RAW DATA |
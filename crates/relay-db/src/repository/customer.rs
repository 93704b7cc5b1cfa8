//! # Customer Repository
//!
//! Export cursor and sync state transitions for `buffer_customers`.

use chrono::{DateTime, Utc};
use sqlx::{QueryBuilder, Sqlite, SqlitePool};
use tracing::debug;

use relay_core::{Customer, SyncState};

use crate::error::DbResult;
use crate::repository::{push_in_list, PENDING};

const CUSTOMER_COLUMNS: &str = "id, code, company_name, contact_name, email, phone, address, \
     payment_delay_days, currency, credit_limit_cents, max_days_overdue, risk_level, notes, \
     is_active, synced, sync_date, created_at";

/// Row of `buffer_customers` as stored.
#[derive(Debug, Clone, sqlx::FromRow)]
pub struct CustomerRecord {
    pub id: String,
    pub code: Option<String>,
    pub company_name: String,
    pub contact_name: Option<String>,
    pub email: Option<String>,
    pub phone: Option<String>,
    pub address: Option<String>,
    pub payment_delay_days: Option<i64>,
    pub currency: Option<String>,
    pub credit_limit_cents: Option<i64>,
    pub max_days_overdue: Option<i64>,
    pub risk_level: Option<String>,
    pub notes: Option<String>,
    pub is_active: bool,
    pub synced: Option<i64>,
    pub sync_date: Option<DateTime<Utc>>,
    pub created_at: DateTime<Utc>,
}

impl From<CustomerRecord> for Customer {
    fn from(record: CustomerRecord) -> Self {
        Customer {
            id: record.id,
            code: record.code,
            company_name: record.company_name,
            contact_name: record.contact_name,
            email: record.email,
            phone: record.phone,
            address: record.address,
            payment_delay_days: record.payment_delay_days,
            currency: record.currency,
            credit_limit_cents: record.credit_limit_cents,
            max_days_overdue: record.max_days_overdue,
            risk_level: record.risk_level,
            notes: record.notes,
            is_active: record.is_active,
            sync_state: SyncState::from_flag(record.synced),
            sync_date: record.sync_date,
            created_at: record.created_at,
        }
    }
}

/// Repository for buffered customers.
#[derive(Debug, Clone)]
pub struct CustomerRepository {
    pool: SqlitePool,
}

impl CustomerRepository {
    /// Creates a new CustomerRepository.
    pub fn new(pool: SqlitePool) -> Self {
        CustomerRepository { pool }
    }

    /// Gets up to `limit` pending customers, oldest first.
    ///
    /// Ties on `created_at` are broken by id so pages are stable.
    pub async fn pending(&self, limit: u32) -> DbResult<Vec<Customer>> {
        debug!(limit = limit, "Reading pending customers");

        let sql = format!(
            "SELECT {CUSTOMER_COLUMNS} FROM buffer_customers \
             WHERE {PENDING} \
             ORDER BY julianday(created_at) ASC, id ASC \
             LIMIT ?1"
        );

        let records = sqlx::query_as::<_, CustomerRecord>(&sql)
            .bind(limit)
            .fetch_all(&self.pool)
            .await?;

        Ok(records.into_iter().map(Customer::from).collect())
    }

    /// Gets a customer by id, whatever its sync state.
    pub async fn get_by_id(&self, id: &str) -> DbResult<Option<Customer>> {
        let sql = format!("SELECT {CUSTOMER_COLUMNS} FROM buffer_customers WHERE id = ?1");

        let record = sqlx::query_as::<_, CustomerRecord>(&sql)
            .bind(id)
            .fetch_optional(&self.pool)
            .await?;

        Ok(record.map(Customer::from))
    }

    /// Marks the pending customers among `ids` as synced.
    ///
    /// One UPDATE statement. Unknown or already synced ids are skipped.
    ///
    /// ## Returns
    /// Number of customers that actually changed state.
    pub async fn mark_synced(&self, ids: &[String], now: DateTime<Utc>) -> DbResult<u64> {
        if ids.is_empty() {
            return Ok(0);
        }

        debug!(requested = ids.len(), "Marking customers synced");

        let mut builder =
            QueryBuilder::<Sqlite>::new("UPDATE buffer_customers SET synced = 1, sync_date = ");
        builder.push_bind(now);
        builder.push(format!(" WHERE {PENDING} AND id IN "));
        push_in_list(&mut builder, ids);

        let result = builder.build().execute(&self.pool).await?;

        Ok(result.rows_affected())
    }

    /// Lands a customer from the ERP.
    ///
    /// A new row takes the record's sync state. An existing row gets its
    /// business fields overwritten while its sync state is left alone.
    pub async fn upsert(&self, customer: &Customer) -> DbResult<()> {
        debug!(id = %customer.id, "Upserting customer");

        sqlx::query(
            r#"
            INSERT INTO buffer_customers (
                id, code, company_name, contact_name, email, phone, address,
                payment_delay_days, currency, credit_limit_cents, max_days_overdue,
                risk_level, notes, is_active, synced, sync_date, created_at
            ) VALUES (
                ?1, ?2, ?3, ?4, ?5, ?6, ?7,
                ?8, ?9, ?10, ?11,
                ?12, ?13, ?14, ?15, ?16, ?17
            )
            ON CONFLICT (id) DO UPDATE SET
                code = excluded.code,
                company_name = excluded.company_name,
                contact_name = excluded.contact_name,
                email = excluded.email,
                phone = excluded.phone,
                address = excluded.address,
                payment_delay_days = excluded.payment_delay_days,
                currency = excluded.currency,
                credit_limit_cents = excluded.credit_limit_cents,
                max_days_overdue = excluded.max_days_overdue,
                risk_level = excluded.risk_level,
                notes = excluded.notes,
                is_active = excluded.is_active
            "#,
        )
        .bind(&customer.id)
        .bind(&customer.code)
        .bind(&customer.company_name)
        .bind(&customer.contact_name)
        .bind(&customer.email)
        .bind(&customer.phone)
        .bind(&customer.address)
        .bind(customer.payment_delay_days)
        .bind(&customer.currency)
        .bind(customer.credit_limit_cents)
        .bind(customer.max_days_overdue)
        .bind(&customer.risk_level)
        .bind(&customer.notes)
        .bind(customer.is_active)
        .bind(customer.sync_state.flag())
        .bind(customer.sync_date)
        .bind(customer.created_at)
        .execute(&self.pool)
        .await?;

        Ok(())
    }

    /// Counts all buffered customers.
    pub async fn count(&self) -> DbResult<i64> {
        let count: i64 = sqlx::query_scalar("SELECT COUNT(*) FROM buffer_customers")
            .fetch_one(&self.pool)
            .await?;

        Ok(count)
    }
}

// =============================================================================
// Unit Tests
// =============================================================================
/// Result of an invoice mark-synced call.
#[derive(Debug, Clone, Copy, PartialEq, Eq, Default, Serialize, Deserialize, TS)]
#[ts(export)]
pub struct MarkSyncedOutcome {
    /// Invoice-level rows flipped to synced (headers, or installment rows
    /// for the rows layout).
    pub affected: u64,
    /// Installment rows flipped to synced.
    pub due_dates_affected: u64,
}

// =============================================================================
// Statistics
// =============================================================================

/// Total / synced / pending counts for one record kind.
///
/// `pending + synced == total` always holds.
#[derive(Debug, Clone, Copy, PartialEq, Eq, Default)]
pub struct EntityCounts {
    pub total: i64,
    pub synced: i64,
    pub pending: i64,
}

impl EntityCounts {
    /// Builds counts from total and synced.
    pub fn from_total_synced(total: i64, synced: i64) -> Self {
        EntityCounts {
            total,
            synced,
            pending: total - synced,
        }
    }
}

/// Snapshot of the buffer's delivery progress.
///
/// Serialized as the flat [`SyncStatsSummary`].
#[derive(Debug, Clone, Copy, PartialEq, Eq, Default, Serialize)]
#[serde(into = "SyncStatsSummary")]
pub struct SyncStats {
    pub customers: EntityCounts,
    /// Counted by distinct invoice number.
    pub invoices: EntityCounts,
    pub due_dates: EntityCounts,
    /// Sum of all pending installment amounts.
    pub pending_amount_cents: i64,
}

impl SyncStats {
    /// Returns the pending amount as Money.
    pub fn pending_amount(&self) -> Money {
        Money::from_cents(self.pending_amount_cents)
    }
}
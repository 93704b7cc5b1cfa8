//! # Statistics Repository
//!
//! Delivery progress counters over the buffer tables.
//!
//! Invoices are counted by distinct invoice number. A number is pending as
//! long as any of its rows is, so `pending + synced == total` holds even
//! while an invoice is only partly acknowledged.

use sqlx::{Sqlite, SqlitePool, Transaction};

use relay_core::{EntityCounts, InvoiceLayout, SyncStats};

use crate::error::DbResult;
use crate::repository::PENDING;

#[derive(Debug, sqlx::FromRow)]
struct CountsRecord {
    total: i64,
    synced: i64,
}

impl From<CountsRecord> for EntityCounts {
    fn from(record: CountsRecord) -> Self {
        EntityCounts::from_total_synced(record.total, record.synced)
    }
}

/// Repository for buffer statistics.
#[derive(Debug, Clone)]
pub struct StatsRepository {
    pool: SqlitePool,
}

impl StatsRepository {
    /// Creates a new StatsRepository.
    pub fn new(pool: SqlitePool) -> Self {
        StatsRepository { pool }
    }

    /// Computes statistics for the given layout.
    ///
    /// All counters come from one read transaction.
    pub async fn compute(&self, layout: InvoiceLayout) -> DbResult<SyncStats> {
        let mut tx = self.pool.begin().await?;

        let customers = counts(
            &mut tx,
            "SELECT COUNT(*) AS total, \
             COALESCE(SUM(CASE WHEN synced = 1 THEN 1 ELSE 0 END), 0) AS synced \
             FROM buffer_customers",
        )
        .await?;

        let stats = match layout {
            InvoiceLayout::Rows => {
                let invoices = counts(
                    &mut tx,
                    "WITH per_number AS ( \
                         SELECT invoice_number, \
                                MAX(CASE WHEN synced = 1 THEN 0 ELSE 1 END) AS any_pending \
                         FROM buffer_invoices \
                         WHERE invoice_number IS NOT NULL AND TRIM(invoice_number) <> '' \
                         GROUP BY invoice_number \
                     ) \
                     SELECT COUNT(*) AS total, \
                            COALESCE(SUM(CASE WHEN any_pending = 0 THEN 1 ELSE 0 END), 0) AS synced \
                     FROM per_number",
                )
                .await?;

                let due_dates = counts(
                    &mut tx,
                    "SELECT COUNT(*) AS total, \
                     COALESCE(SUM(CASE WHEN synced = 1 THEN 1 ELSE 0 END), 0) AS synced \
                     FROM buffer_invoices",
                )
                .await?;

                let pending_amount_cents = pending_amount(
                    &mut tx,
                    &format!(
                        "SELECT COALESCE(SUM(amount_cents), 0) FROM buffer_invoices WHERE {PENDING}"
                    ),
                )
                .await?;

                SyncStats {
                    customers,
                    invoices,
                    due_dates,
                    pending_amount_cents,
                }
            }
            InvoiceLayout::Normalized => {
                let invoices = counts(
                    &mut tx,
                    &format!(
                        "WITH per_number AS ( \
                             SELECT h.invoice_number, \
                                    MAX(CASE \
                                        WHEN h.synced = 1 AND NOT EXISTS ( \
                                            SELECT 1 FROM buffer_due_dates \
                                            WHERE invoice_id = h.id AND {PENDING} \
                                        ) THEN 0 ELSE 1 END) AS any_pending \
                             FROM buffer_invoice_headers h \
                             WHERE h.invoice_number IS NOT NULL AND TRIM(h.invoice_number) <> '' \
                             GROUP BY h.invoice_number \
                         ) \
                         SELECT COUNT(*) AS total, \
                                COALESCE(SUM(CASE WHEN any_pending = 0 THEN 1 ELSE 0 END), 0) AS synced \
                         FROM per_number"
                    ),
                )
                .await?;

                let due_dates = counts(
                    &mut tx,
                    "SELECT COUNT(*) AS total, \
                     COALESCE(SUM(CASE WHEN synced = 1 THEN 1 ELSE 0 END), 0) AS synced \
                     FROM buffer_due_dates",
                )
                .await?;

                let pending_amount_cents = pending_amount(
                    &mut tx,
                    &format!(
                        "SELECT COALESCE(SUM(amount_cents), 0) FROM buffer_due_dates WHERE {PENDING}"
                    ),
                )
                .await?;

                SyncStats {
                    customers,
                    invoices,
                    due_dates,
                    pending_amount_cents,
                }
            }
        };

        tx.commit().await?;

        Ok(stats)
    }
}

async fn counts(tx: &mut Transaction<'_, Sqlite>, sql: &str) -> DbResult<EntityCounts> {
    let record = sqlx::query_as::<_, CountsRecord>(sql)
        .fetch_one(&mut **tx)
        .await?;

    Ok(record.into())
}

async fn pending_amount(tx: &mut Transaction<'_, Sqlite>, sql: &str) -> DbResult<i64> {
    let amount: i64 = sqlx::query_scalar(sql).fetch_one(&mut **tx).await?;
    Ok(amount)
}

// =============================================================================
// Unit Tests
// =============================================================================

#[cfg(test)]
mod tests {
    use super::*;
    use crate::{Database, DbConfig};

    async fn setup(layout: InvoiceLayout) -> Database {
        Database::new(DbConfig::in_memory().invoice_layout(layout))
            .await
            .unwrap()
    }

    async fn exec(db: &Database, sql: &str) {
        sqlx::raw_sql(sql).execute(db.pool()).await.unwrap();
    }

    fn assert_consistent(counts: EntityCounts) {
        assert_eq!(counts.pending + counts.synced, counts.total);
    }

    #[tokio::test]
    async fn test_empty_buffer() {
        let db = setup(InvoiceLayout::Rows).await;
        let stats = db.statistics().compute(InvoiceLayout::Rows).await.unwrap();
        assert_eq!(stats, SyncStats::default());
    }

    #[tokio::test]
    async fn test_rows_layout_counts() {
        let db = setup(InvoiceLayout::Rows).await;
        exec(
            &db,
            "INSERT INTO buffer_customers (id, company_name, synced) VALUES
                ('C001', 'Acme', 1), ('C002', 'Globex', 0), ('C003', 'Initech', NULL);
             INSERT INTO buffer_invoices (id, invoice_number, customer_id, invoice_date, due_date, amount_cents, synced) VALUES
                ('P1', 'A1', 'C001', '2024-01-02', '2024-01-10', 10000, 1),
                ('P2', 'A1', 'C001', '2024-01-02', '2024-02-10', 15000, 0),
                ('P3', 'B1', 'C002', '2024-01-02', '2024-01-10', 500, 1),
                ('P4', NULL, 'C002', '2024-01-02', '2024-01-10', 700, NULL);",
        )
        .await;

        let stats = db.statistics().compute(InvoiceLayout::Rows).await.unwrap();

        assert_eq!(stats.customers, EntityCounts { total: 3, synced: 1, pending: 2 });
        // A1 is partly acknowledged, so it still counts as pending.
        assert_eq!(stats.invoices, EntityCounts { total: 2, synced: 1, pending: 1 });
        assert_eq!(stats.due_dates, EntityCounts { total: 4, synced: 2, pending: 2 });
        assert_eq!(stats.pending_amount_cents, 15700);
        assert_consistent(stats.customers);
        assert_consistent(stats.invoices);
        assert_consistent(stats.due_dates);
    }

    #[tokio::test]
    async fn test_normalized_layout_counts() {
        let db = setup(InvoiceLayout::Normalized).await;
        exec(
            &db,
            "INSERT INTO buffer_invoice_headers (id, invoice_number, customer_id, invoice_date, total_amount_cents, synced) VALUES
                ('H1', 'A1', 'C001', '2024-01-02', 25000, 1),
                ('H2', 'B1', 'C001', '2024-01-02', 500, 1),
                ('H3', 'C1', 'C001', '2024-01-02', 900, 0);
             INSERT INTO buffer_due_dates (id, invoice_id, due_date, amount_cents, synced) VALUES
                ('D1', 'H1', '2024-01-10', 10000, 1),
                ('D2', 'H1', '2024-02-10', 15000, 0),
                ('D3', 'H2', '2024-01-10', 500, 1),
                ('D4', 'H3', '2024-01-10', 900, 0);",
        )
        .await;

        let stats = db.statistics().compute(InvoiceLayout::Normalized).await.unwrap();

        assert_eq!(stats.invoices, EntityCounts { total: 3, synced: 1, pending: 2 });
        assert_eq!(stats.due_dates, EntityCounts { total: 4, synced: 2, pending: 2 });
        assert_eq!(stats.pending_amount_cents, 15900);
        assert_consistent(stats.invoices);
    }
}
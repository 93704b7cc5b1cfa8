//! # Database Migrations
//!
//! Embedded SQL migrations for the buffer tables.
//!
//! ## How Migrations Work
//! ```text
//! ┌─────────────────────────────────────────────────────────────────────────┐
//! │                      Migration Process                                  │
//! │                                                                         │
//! │  Relay Startup                                                         │
//! │       │                                                                 │
//! │       ▼                                                                 │
//! │  Check _sqlx_migrations table                                          │
//! │       │                                                                 │
//! │       ├── Table doesn't exist? Create it                               │
//! │       │                                                                 │
//! │       ▼                                                                 │
//! │  Compare embedded migrations vs applied                                │
//! │       │                                                                 │
//! │       ├── 0001_buffer_customers_invoices.sql ✓                         │
//! │       └── 0002_normalized_invoices.sql       ⬜ (needs to run)         │
//! │       │                                                                 │
//! │       ▼                                                                 │
//! │  Run pending migrations in order, record in _sqlx_migrations           │
//! │                                                                         │
//! └─────────────────────────────────────────────────────────────────────────┘
//! ```
//!
//! Both invoice layouts are always created; only the configured one is read.
//!
//! ## Adding New Migrations
//!
//! 1. Create a new file in `migrations/sqlite/` with the next sequence number
//! 2. Write idempotent SQL (use `IF NOT EXISTS` where possible)
//! 3. **NEVER** modify existing migrations - always add new ones

use sqlx::SqlitePool;
use tracing::info;

use crate::error::DbResult;

/// Embedded migrations from the `migrations/sqlite` directory.
static MIGRATOR: sqlx::migrate::Migrator = sqlx::migrate!("../../migrations/sqlite");

/// Runs all pending database migrations.
///
/// Idempotent: safe to run on every startup.
pub async fn run_migrations(pool: &SqlitePool) -> DbResult<()> {
    info!("Checking for pending migrations");

    MIGRATOR.run(pool).await?;

    info!("All migrations applied successfully");
    Ok(())
}

/// Returns (total_migrations, applied_migrations).
///
/// Used by the seed tool for diagnostics.
pub async fn migration_status(pool: &SqlitePool) -> DbResult<(usize, usize)> {
    let total = MIGRATOR.migrations.len();

    let applied: i64 = sqlx::query_scalar("SELECT COUNT(*) FROM _sqlx_migrations")
        .fetch_one(pool)
        .await?;

    Ok((total, applied as usize))
}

WHAT THIS TASK INVOLVES | If a line in the data holds the string "counters", copy that line.

OUTPUT OF THE TASK |
//! Delivery progress counters over the buffer tables.
    /// All counters come from one read transaction.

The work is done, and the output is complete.